### Task requirements
Check every line of the entries for "Forward", and copy the lines that hold it.

[Dataset — start]

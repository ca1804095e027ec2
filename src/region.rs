use crate::error::ExonMapError;
use serde::{Deserialize, Serialize};
use std::fmt;

/// Genomic orientation of a transcript.
#[derive(Clone, Copy, Debug, PartialEq, Eq, Serialize, Deserialize)]
#[serde(try_from = "String")]
pub enum Strand {
    #[serde(rename = "+")]
    Forward,
    #[serde(rename = "-")]
    Reverse,
}

impl Strand {
    pub fn from_symbol(symbol: &str) -> Result<Self, ExonMapError> {
        match symbol {
            "+" => Ok(Strand::Forward),
            "-" => Ok(Strand::Reverse),
            other => Err(ExonMapError::MalformedEncoding(format!(
                "strand must be '+' or '-', got '{other}'"
            ))),
        }
    }
}

impl TryFrom<String> for Strand {
    type Error = ExonMapError;

    fn try_from(symbol: String) -> Result<Self, Self::Error> {
        Strand::from_symbol(&symbol)
    }
}

impl fmt::Display for Strand {
    fn fmt(&self, f: &mut fmt::Formatter) -> fmt::Result {
        match self {
            Strand::Forward => write!(f, "+"),
            Strand::Reverse => write!(f, "-"),
        }
    }
}

/// A named half-open genomic interval, 0-based.
///
/// `size` is derived once at construction; fields are never mutated afterwards.
#[derive(Clone, Debug, PartialEq, Eq, Serialize)]
pub struct Region {
    name: String,
    chrom: String,
    start: u64,
    end: u64,
    size: u64,
}

impl Region {
    /// Fails with `MalformedEncoding` when `end < start`.
    pub fn new(
        name: impl Into<String>,
        chrom: impl Into<String>,
        start: u64,
        end: u64,
    ) -> Result<Self, ExonMapError> {
        let name = name.into();
        let chrom = chrom.into();
        if end < start {
            return Err(ExonMapError::MalformedEncoding(format!(
                "region '{name}' on {chrom} ends at {end}, before its start {start}"
            )));
        }
        Ok(Self {
            name,
            chrom,
            start,
            end,
            size: end - start,
        })
    }

    pub fn name(&self) -> &str {
        &self.name
    }

    pub fn chrom(&self) -> &str {
        &self.chrom
    }

    pub fn start(&self) -> u64 {
        self.start
    }

    pub fn end(&self) -> u64 {
        self.end
    }

    pub fn size(&self) -> u64 {
        self.size
    }
}

impl fmt::Display for Region {
    fn fmt(&self, f: &mut fmt::Formatter) -> fmt::Result {
        write!(
            f,
            "{}:{}-{} ({}bp)",
            self.chrom, self.start, self.end, self.size
        )
    }
}
use crate::error::ExonMapError;
use crate::lookup::TranscriptTracks;
use std::fmt::Write;

/// Plain-text listing of every track and its regions.
pub fn text_report(result: &TranscriptTracks) -> String {
    let mut out = String::new();
    let _ = writeln!(
        out,
        "{} ({}, {} strand)",
        result.transcript_id, result.chrom, result.strand
    );
    for entry in result.tracks.iter() {
        let _ = writeln!(out, "---------- {} ----------", entry.name.to_uppercase());
        for region in &entry.regions {
            let _ = writeln!(out, "{}\t{}", region.name(), region);
        }
    }
    out
}

/// Pretty-printed JSON of the full track mapping.
pub fn json_report(result: &TranscriptTracks) -> Result<String, ExonMapError> {
    Ok(serde_json::to_string_pretty(result)?)
}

[Dataset — finish]

### Response to this task
    Forward,
            "+" => Ok(Strand::Forward),
            Strand::Forward => write!(f, "+"),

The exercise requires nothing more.